▶ **Data under study**:

*****

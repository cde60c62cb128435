// src/cli/handlers.rs
use std::path::PathBuf;

use anyhow::{Context, Result};
use console::style;
use serde::Serialize;

use crate::cli::Args;
use crate::core::config::Config;
use crate::generators::{self, PasswordGenerator};
use crate::models::{
    BatchKind, DicewarePolicy, GeneratedBatch, GenerationPolicy, Preset, StrengthReport,
};
use crate::strength::analyze_password_strength;
use crate::utils;

/// What to generate for one invocation.
#[derive(Debug, Clone)]
pub enum Request {
    Characters(GenerationPolicy),
    Diceware(DicewarePolicy),
}

#[derive(Debug, Clone, Default)]
pub struct OutputOptions {
    pub show_strength: bool,
    pub output: Option<PathBuf>,
    pub json: bool,
}

#[derive(Serialize)]
struct JsonEntry<'a> {
    password: &'a str,
    #[serde(skip_serializing_if = "Option::is_none")]
    strength: Option<StrengthReport>,
}

pub fn create_generator(seed: Option<u64>) -> PasswordGenerator {
    match seed {
        Some(seed) => {
            log::debug!("Using seeded generator");
            PasswordGenerator::with_seed(seed)
        }
        None => PasswordGenerator::new(),
    }
}

pub fn policy_from_args(args: &Args, config: &Config) -> GenerationPolicy {
    let mut policy = GenerationPolicy {
        length: args.length.unwrap_or(config.default_length),
        include_uppercase: !args.no_uppercase,
        include_digits: !args.no_digits,
        include_special: !args.no_special,
        exclude_ambiguous: args.exclude_ambiguous,
        custom_alphabet: args.custom_chars.clone(),
    };
    policy.apply_preset(Preset::from_flags(args.simple, args.complex));
    policy
}

pub fn diceware_policy_from_args(args: &Args, config: &Config) -> DicewarePolicy {
    DicewarePolicy {
        word_count: args.words.unwrap_or(config.default_words),
        separator: args
            .separator
            .clone()
            .unwrap_or_else(|| config.default_separator.clone()),
        capitalize: args.capitalize,
        append_number: args.add_number,
    }
}

/// Run the matching synthesizer `count` times. Nothing is returned unless
/// every draw succeeds.
pub fn generate_batch(
    generator: &mut PasswordGenerator,
    count: usize,
    request: &Request,
) -> generators::Result<GeneratedBatch> {
    match request {
        Request::Characters(policy) => Ok(GeneratedBatch {
            kind: BatchKind::Characters { length: policy.length },
            passwords: generator.generate_passwords(count, policy)?,
        }),
        Request::Diceware(policy) => Ok(GeneratedBatch {
            kind: BatchKind::Diceware { words: policy.word_count },
            passwords: generator.generate_passphrases(count, policy)?,
        }),
    }
}

pub fn render_json(batch: &GeneratedBatch, show_strength: bool) -> serde_json::Result<String> {
    let entries: Vec<JsonEntry> = batch
        .passwords
        .iter()
        .map(|password| JsonEntry {
            password,
            strength: show_strength.then(|| analyze_password_strength(password)),
        })
        .collect();
    serde_json::to_string_pretty(&entries)
}

/// Print a batch and optionally save it to a file.
pub fn emit(batch: &GeneratedBatch, options: &OutputOptions) -> Result<()> {
    if options.json {
        println!("{}", render_json(batch, options.show_strength)?);
    } else {
        print!("{}", utils::render_batch(batch, options.show_strength));
    }

    if let Some(path) = &options.output {
        utils::save_to_file(path, batch)
            .with_context(|| format!("Failed to save passwords to {}", path.display()))?;

        let message = format!("Passwords saved to file: {}", path.display());
        if options.json {
            // stdout stays valid JSON
            eprintln!("{}", message);
        } else {
            println!("{}", style(message).green());
        }
    }

    Ok(())
}

pub fn run(args: &Args, config: &Config) -> Result<()> {
    let count = args.count.unwrap_or(config.default_count);

    let request = if args.diceware {
        Request::Diceware(diceware_policy_from_args(args, config))
    } else {
        Request::Characters(policy_from_args(args, config))
    };

    let mut generator = create_generator(args.seed.or(config.seed));
    let batch = generate_batch(&mut generator, count, &request)?;

    emit(
        &batch,
        &OutputOptions {
            show_strength: args.show_strength,
            output: args.output.clone(),
            json: args.json,
        },
    )
}

#[cfg(test)]
mod tests {
    use super::*;
    use crate::generators::GeneratorError;

    #[test]
    fn defaults_come_from_config() {
        let config = Config { default_length: 18, default_words: 4, ..Config::default() };
        let args = Args::default();

        let policy = policy_from_args(&args, &config);
        assert_eq!(policy.length, 18);
        assert!(policy.include_uppercase && policy.include_digits && policy.include_special);

        let diceware = diceware_policy_from_args(&args, &config);
        assert_eq!(diceware.word_count, 4);
        assert_eq!(diceware.separator, "-");
    }

    #[test]
    fn simple_flag_overrides_other_flags() {
        let args = Args {
            simple: true,
            complex: true,
            no_uppercase: true,
            no_digits: true,
            length: Some(10),
            ..Args::default()
        };
        let policy = policy_from_args(&args, &Config::default());

        assert_eq!(policy.length, 10);
        assert!(policy.include_uppercase);
        assert!(policy.include_digits);
        assert!(!policy.include_special);
        assert!(policy.exclude_ambiguous);
    }

    #[test]
    fn complex_flag_raises_length() {
        let args = Args { complex: true, length: Some(10), no_special: true, ..Args::default() };
        let policy = policy_from_args(&args, &Config::default());
        assert_eq!(policy.length, 20);
        assert!(policy.include_special);
    }

    #[test]
    fn batch_kind_matches_request() {
        let mut generator = PasswordGenerator::with_seed(21);

        let batch = generate_batch(&mut generator, 3, &Request::Characters(GenerationPolicy::default())).unwrap();
        assert_eq!(batch.kind, BatchKind::Characters { length: 12 });
        assert_eq!(batch.passwords.len(), 3);

        let batch = generate_batch(&mut generator, 2, &Request::Diceware(DicewarePolicy::default())).unwrap();
        assert_eq!(batch.kind, BatchKind::Diceware { words: 5 });
        assert_eq!(batch.passwords.len(), 2);
    }

    #[test]
    fn invalid_request_yields_no_batch() {
        let mut generator = PasswordGenerator::with_seed(22);
        let policy = GenerationPolicy { length: 3, ..Default::default() };
        let err = generate_batch(&mut generator, 4, &Request::Characters(policy)).unwrap_err();
        assert!(matches!(err, GeneratorError::InvalidConfig(_)));
    }

    #[test]
    fn json_includes_strength_on_request() {
        let batch = GeneratedBatch {
            kind: BatchKind::Characters { length: 8 },
            passwords: vec!["aaaaaaaa".to_string()],
        };

        let plain: serde_json::Value = serde_json::from_str(&render_json(&batch, false).unwrap()).unwrap();
        assert_eq!(plain[0]["password"], "aaaaaaaa");
        assert!(plain[0].get("strength").is_none());

        let scored: serde_json::Value = serde_json::from_str(&render_json(&batch, true).unwrap()).unwrap();
        assert_eq!(scored[0]["strength"]["score"], 2);
        assert_eq!(scored[0]["strength"]["level"], "Weak");
    }

    #[test]
    fn run_saves_to_file() {
        let dir = tempfile::tempdir().unwrap();
        let path = dir.path().join("out.txt");
        let args = Args {
            count: Some(3),
            length: Some(16),
            output: Some(path.clone()),
            seed: Some(5),
            ..Args::default()
        };

        run(&args, &Config::default()).unwrap();

        let contents = std::fs::read_to_string(&path).unwrap();
        assert!(contents.contains("Generated 3 passwords (length: 16)"));
        assert_eq!(contents.lines().filter(|l| l.starts_with(" ")).count(), 3);
    }
}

*****

▶ **What to do**: Transcribe the full set of records precisely.

▶ **Final answer**:
repository cde60c62cb128435
// src/cli/handlers.rs
use std::path::PathBuf;

use anyhow::{Context, Result};
use console::style;
use serde::Serialize;

use crate::cli::Args;
use crate::core::config::Config;
use crate::generators::{self, PasswordGenerator};
use crate::models::{
    BatchKind, DicewarePolicy, GeneratedBatch, GenerationPolicy, Preset, StrengthReport,
};
use crate::strength::analyze_password_strength;
use crate::utils;

/// What to generate for one invocation.
#[derive(Debug, Clone)]
pub enum Request {
    Characters(GenerationPolicy),
    Diceware(DicewarePolicy),
}

#[derive(Debug, Clone, Default)]
pub struct OutputOptions {
    pub show_strength: bool,
    pub output: Option<PathBuf>,
    pub json: bool,
}

#[derive(Serialize)]
struct JsonEntry<'a> {
    password: &'a str,
    #[serde(skip_serializing_if = "Option::is_none")]
    strength: Option<StrengthReport>,
}

pub fn create_generator(seed: Option<u64>) -> PasswordGenerator {
    match seed {
        Some(seed) => {
            log::debug!("Using seeded generator");
            PasswordGenerator::with_seed(seed)
        }
        None => PasswordGenerator::new(),
    }
}

pub fn policy_from_args(args: &Args, config: &Config) -> GenerationPolicy {
    let mut policy = GenerationPolicy {
        length: args.length.unwrap_or(config.default_length),
        include_uppercase: !args.no_uppercase,
        include_digits: !args.no_digits,
        include_special: !args.no_special,
        exclude_ambiguous: args.exclude_ambiguous,
        custom_alphabet: args.custom_chars.clone(),
    };
    policy.apply_preset(Preset::from_flags(args.simple, args.complex));
    policy
}

pub fn diceware_policy_from_args(args: &Args, config: &Config) -> DicewarePolicy {
    DicewarePolicy {
        word_count: args.words.unwrap_or(config.default_words),
        separator: args
            .separator
            .clone()
            .unwrap_or_else(|| config.default_separator.clone()),
        capitalize: args.capitalize,
        append_number: args.add_number,
    }
}

/// Run the matching synthesizer `count` times. Nothing is returned unless
/// every draw succeeds.
pub fn generate_batch(
    generator: &mut PasswordGenerator,
    count: usize,
    request: &Request,
) -> generators::Result<GeneratedBatch> {
    match request {
        Request::Characters(policy) => Ok(GeneratedBatch {
            kind: BatchKind::Characters { length: policy.length },
            passwords: generator.generate_passwords(count, policy)?,
        }),
        Request::Diceware(policy) => Ok(GeneratedBatch {
            kind: BatchKind::Diceware { words: policy.word_count },
            passwords: generator.generate_passphrases(count, policy)?,
        }),
    }
}

pub fn render_json(batch: &GeneratedBatch, show_strength: bool) -> serde_json::Result<String> {
    let entries: Vec<JsonEntry> = batch
        .passwords
        .iter()
        .map(|password| JsonEntry {
            password,
            strength: show_strength.then(|| analyze_password_strength(password)),
        })
        .collect();
    serde_json::to_string_pretty(&entries)
}

/// Print a batch and optionally save it to a file.
pub fn emit(batch: &GeneratedBatch, options: &OutputOptions) -> Result<()> {
    if options.json {
        println!("{}", render_json(batch, options.show_strength)?);
    } else {
        print!("{}", utils::render_batch(batch, options.show_strength));
    }

    if let Some(path) = &options.output {
        utils::save_to_file(path, batch)
            .with_context(|| format!("Failed to save passwords to {}", path.display()))?;

        let message = format!("Passwords saved to file: {}", path.display());
        if options.json {
            // stdout stays valid JSON
            eprintln!("{}", message);
        } else {
            println!("{}", style(message).green());
        }
    }

    Ok(())
}

pub fn run(args: &Args, config: &Config) -> Result<()> {
    let count = args.count.unwrap_or(config.default_count);

    let request = if args.diceware {
        Request::Diceware(diceware_policy_from_args(args, config))
    } else {
        Request::Characters(policy_from_args(args, config))
    };

    let mut generator = create_generator(args.seed.or(config.seed));
    let batch = generate_batch(&mut generator, count, &request)?;

    emit(
        &batch,
        &OutputOptions {
            show_strength: args.show_strength,
            output: args.output.clone(),
            json: args.json,
        },
    )
}

#[cfg(test)]
mod tests {
    use super::*;
    use crate::generators::GeneratorError;

    #[test]
    fn defaults_come_from_config() {
        let config = Config { default_length: 18, default_words: 4, ..Config::default() };
        let args = Args::default();

        let policy = policy_from_args(&args, &config);
        assert_eq!(policy.length, 18);
        assert!(policy.include_uppercase && policy.include_digits && policy.include_special);

        let diceware = diceware_policy_from_args(&args, &config);
        assert_eq!(diceware.word_count, 4);
        assert_eq!(diceware.separator, "-");
    }

    #[test]
    fn simple_flag_overrides_other_flags() {
        let args = Args {
            simple: true,
            complex: true,
            no_uppercase: true,
            no_digits: true,
            length: Some(10),
            ..Args::default()
        };
        let policy = policy_from_args(&args, &Config::default());

        assert_eq!(policy.length, 10);
        assert!(policy.include_uppercase);
        assert!(policy.include_digits);
        assert!(!policy.include_special);
        assert!(policy.exclude_ambiguous);
    }

    #[test]
    fn complex_flag_raises_length() {
        let args = Args { complex: true, length: Some(10), no_special: true, ..Args::default() };
        let policy = policy_from_args(&args, &Config::default());
        assert_eq!(policy.length, 20);
        assert!(policy.include_special);
    }

    #[test]
    fn batch_kind_matches_request() {
        let mut generator = PasswordGenerator::with_seed(21);

        let batch = generate_batch(&mut generator, 3, &Request::Characters(GenerationPolicy::default())).unwrap();
        assert_eq!(batch.kind, BatchKind::Characters { length: 12 });
        assert_eq!(batch.passwords.len(), 3);

        let batch = generate_batch(&mut generator, 2, &Request::Diceware(DicewarePolicy::default())).unwrap();
        assert_eq!(batch.kind, BatchKind::Diceware { words: 5 });
        assert_eq!(batch.passwords.len(), 2);
    }

    #[test]
    fn invalid_request_yields_no_batch() {
        let mut generator = PasswordGenerator::with_seed(22);
        let policy = GenerationPolicy { length: 3, ..Default::default() };
        let err = generate_batch(&mut generator, 4, &Request::Characters(policy)).unwrap_err();
        assert!(matches!(err, GeneratorError::InvalidConfig(_)));
    }

    #[test]
    fn json_includes_strength_on_request() {
        let batch = GeneratedBatch {
            kind: BatchKind::Characters { length: 8 },
            passwords: vec!["aaaaaaaa".to_string()],
        };

        let plain: serde_json::Value = serde_json::from_str(&render_json(&batch, false).unwrap()).unwrap();
        assert_eq!(plain[0]["password"], "aaaaaaaa");
        assert!(plain[0].get("strength").is_none());

        let scored: serde_json::Value = serde_json::from_str(&render_json(&batch, true).unwrap()).unwrap();
        assert_eq!(scored[0]["strength"]["score"], 2);
        assert_eq!(scored[0]["strength"]["level"], "Weak");
    }

    #[test]
    fn run_saves_to_file() {
        let dir = tempfile::tempdir().unwrap();
        let path = dir.path().join("out.txt");
        let args = Args {
            count: Some(3),
            length: Some(16),
            output: Some(path.clone()),
            seed: Some(5),
            ..Args::default()
        };

        run(&args, &Config::default()).unwrap();

        let contents = std::fs::read_to_string(&path).unwrap();
        assert!(contents.contains("Generated 3 passwords (length: 16)"));
        assert_eq!(contents.lines().filter(|l| l.starts_with(" ")).count(), 3);
    }
}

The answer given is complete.